Hannah Claesson

Personal information
- Full name: Hannah Claesson
- Date of birth: August 9, 1991 (age 34)
- Place of birth: Katrineholm, Sweden
- Position: Defender

Team information
- Current team: Kvarnsvedens IK
- Number: 4

College career
- Years: Team / Apps / (Gls)
- 2010-2013: Thomas University

Senior career*
- Years: Team / Apps / (Gls)
- 2013-2015: IFK Gävle / 0 / (0)
- 2015-2018: Västerås BK30 / 50 / (2)
- 2019-: Kvarnsvedens / 19 / (0)

= Hannah Claesson =

Swedish footballer (born 1991)

Hannah Claesson (born August 9, 1991) is a Swedish professional soccer player from Katrineholm, Sweden. She plays for Kvarnsvedens IK in Borlänge. Sweden.

== Club career ==

=== SK Slavia Praha Juniors, 2007 ===
In 2007, Claesson played with SK Slavia Praha juniors team. While there she scored 4 goals as a defender and played 464 minutes.

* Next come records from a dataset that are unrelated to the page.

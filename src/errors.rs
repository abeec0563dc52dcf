//! Unified error type for the marketplace backend.
//!
//! Every fallible operation returns [`Result`]. Each variant belongs to one
//! [`ErrorKind`], which is what callers branch on when turning an error into a
//! response.

use thiserror::Error;

/// Coarse classification of an [`Error`] for callers.
#[derive(Debug, Clone, Copy, PartialEq, Eq)]
pub enum ErrorKind {
    /// A referenced product, address, user or transaction does not exist
    NotFound,
    /// The resource exists but is owned by someone else
    Forbidden,
    /// Malformed request or unusable stored data
    InvalidInput,
    /// Requested quantity exceeds available stock
    InsufficientStock,
    /// The atomic order commit failed and was rolled back
    ConflictOnCommit,
    /// Storage, configuration or I/O failure
    Internal,
}

/// All errors produced by the crate.
#[derive(Debug, Error)]
pub enum Error {
    /// Underlying SeaORM/database failure
    #[error("Database error: {0}")]
    Database(#[from] sea_orm::DbErr),

    /// Configuration could not be loaded or is invalid
    #[error("Configuration error: {message}")]
    Config {
        /// What went wrong
        message: String,
    },

    /// A request field failed validation
    #[error("Invalid input: {message}")]
    InvalidInput {
        /// Which field or condition was violated
        message: String,
    },

    /// A stored consumer price is not a usable integer amount
    #[error("Product {product_id} has an unusable price: {value:?}")]
    InvalidPrice {
        /// Product carrying the bad price
        product_id: i64,
        /// The raw stored value
        value: String,
    },

    /// User does not exist
    #[error("User not found: {id}")]
    UserNotFound {
        /// Requested user id
        id: i64,
    },

    /// Product does not exist
    #[error("Product not found: {id}")]
    ProductNotFound {
        /// Requested product id
        id: i64,
    },

    /// Address does not exist
    #[error("Address not found: {id}")]
    AddressNotFound {
        /// Requested address id
        id: i64,
    },

    /// Transaction does not exist or is not visible to the caller
    #[error("Transaction not found: {id}")]
    TransactionNotFound {
        /// Requested transaction id
        id: i64,
    },

    /// Resource is owned by another user
    #[error("{resource} {id} does not belong to the caller")]
    Forbidden {
        /// Kind of resource, e.g. `"address"`
        resource: &'static str,
        /// Resource id
        id: i64,
    },

    /// Not enough stock to satisfy the order
    #[error("Insufficient stock for product {product_id}: requested {requested}, available {available}")]
    InsufficientStock {
        /// Product being ordered
        product_id: i64,
        /// Stock at the time of the check
        available: i32,
        /// Quantity requested
        requested: i32,
    },

    /// Commit-phase failure. The cause is logged, never exposed.
    #[error("Failed to create order")]
    OrderFailed,

    /// Filesystem error
    #[error("I/O error: {0}")]
    Io(#[from] std::io::Error),
}

impl Error {
    /// Maps this error to its [`ErrorKind`].
    #[must_use]
    pub const fn kind(&self) -> ErrorKind {
        match self {
            Self::UserNotFound { .. }
            | Self::ProductNotFound { .. }
            | Self::AddressNotFound { .. }
            | Self::TransactionNotFound { .. } => ErrorKind::NotFound,
            Self::Forbidden { .. } => ErrorKind::Forbidden,
            Self::InvalidInput { .. } | Self::InvalidPrice { .. } => ErrorKind::InvalidInput,
            Self::InsufficientStock { .. } => ErrorKind::InsufficientStock,
            Self::OrderFailed => ErrorKind::ConflictOnCommit,
            Self::Database(_) | Self::Config { .. } | Self::Io(_) => ErrorKind::Internal,
        }
    }

    /// Shorthand for [`Error::InvalidInput`].
    pub(crate) fn invalid(message: impl Into<String>) -> Self {
        Self::InvalidInput {
            message: message.into(),
        }
    }
}

/// Convenience `Result` type
pub type Result<T> = std::result::Result<T, Error>;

=== Thomas University, 2010–13 ===
Claesson played for Thomas University from 2010–13

For the 2010 Season, Claesson was named First Team All-Conference by the Association of Independent Institutions.

In 2011, Claesson was named to the A.I.I All-Conference First Team.

In the 2013 season, she was named to the Honorable Mention list for the Sun Conference and the Sun Conference Defensive Player of the Week (September 23–29, 2013).

On August 28, 2016, Claesson was named to Thomas University all-time top eleven for the women's team.

=== IFK Gävle, 2013 ===
From May- August 2013, Claesson played for IFK Gävle while home for summer break from Thomas University.

=== Västerås BK30, 2015– 2018 ===
Claesson joined Västerås BK30 in 2015.

=== Kvarnsvedens IK, 2019– Present ===
Claesson signed for Kvarnsvedens IK of Elitettan in 2019.